## [Supplied material]
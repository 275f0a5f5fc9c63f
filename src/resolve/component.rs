//! Component tag references.

use crate::io::for_each_batched;
use crate::kind::{is_shell_file, DocumentKind};
use crate::naming::pascal_to_kebab;
use crate::patterns::component_tags;
use crate::resolve::{ReferenceLocation, ResolveContext, SymbolQuery};
use crate::text::{DocumentLayout, LineIndex};

/// Tag names a component can be used under: PascalCase, kebab-case and
/// their `Lazy` forms.
pub fn tag_names(component: &str) -> Vec<String> {
    let kebab = pascal_to_kebab(component);
    let mut names = vec![
        component.to_string(),
        kebab.clone(),
        format!("Lazy{}", component),
        format!("lazy-{}", kebab),
    ];
    names.dedup();
    names
}

/// Find opening tags of `query.name` in every component file except root
/// shell files and the component's own file. Each location spans the whole
/// tag, possibly across lines.
pub async fn resolve_component(
    query: &SymbolQuery,
    ctx: &ResolveContext<'_>,
) -> Vec<ReferenceLocation> {
    let names = tag_names(&query.name);
    let candidates: Vec<_> = ctx
        .component_candidates(DocumentKind::Component)
        .await
        .into_iter()
        .filter(|path| !is_shell_file(path, ctx.root) && !query.is_defining_file(path))
        .collect();

    let mut locations = Vec::new();
    for_each_batched(&candidates, ctx.batch_size(), |file| {
        let layout = DocumentLayout::new(&file.text, true);
        let mut lines: Option<LineIndex> = None;
        for range in component_tags(&file.text, &names) {
            if layout.template().is_some() && !layout.in_template(range.start) {
                continue;
            }
            let lines = lines.get_or_insert_with(|| LineIndex::new(&file.text));
            locations.push(ReferenceLocation::from_range(&file.path, lines, range));
        }
    })
    .await;
    locations
}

## [Problem]
The task here is to output the line with "pub async fn" and all lines after it to the end of the records above, exactly and only those.

## [Result]
pub async fn resolve_component(
    query: &SymbolQuery,
    ctx: &ResolveContext<'_>,
) -> Vec<ReferenceLocation> {
    let names = tag_names(&query.name);
    let candidates: Vec<_> = ctx
        .component_candidates(DocumentKind::Component)
        .await
        .into_iter()
        .filter(|path| !is_shell_file(path, ctx.root) && !query.is_defining_file(path))
        .collect();

    let mut locations = Vec::new();
    for_each_batched(&candidates, ctx.batch_size(), |file| {
        let layout = DocumentLayout::new(&file.text, true);
        let mut lines: Option<LineIndex> = None;
        for range in component_tags(&file.text, &names) {
            if layout.template().is_some() && !layout.in_template(range.start) {
                continue;
            }
            let lines = lines.get_or_insert_with(|| LineIndex::new(&file.text));
            locations.push(ReferenceLocation::from_range(&file.path, lines, range));
        }
    })
    .await;
    locations
}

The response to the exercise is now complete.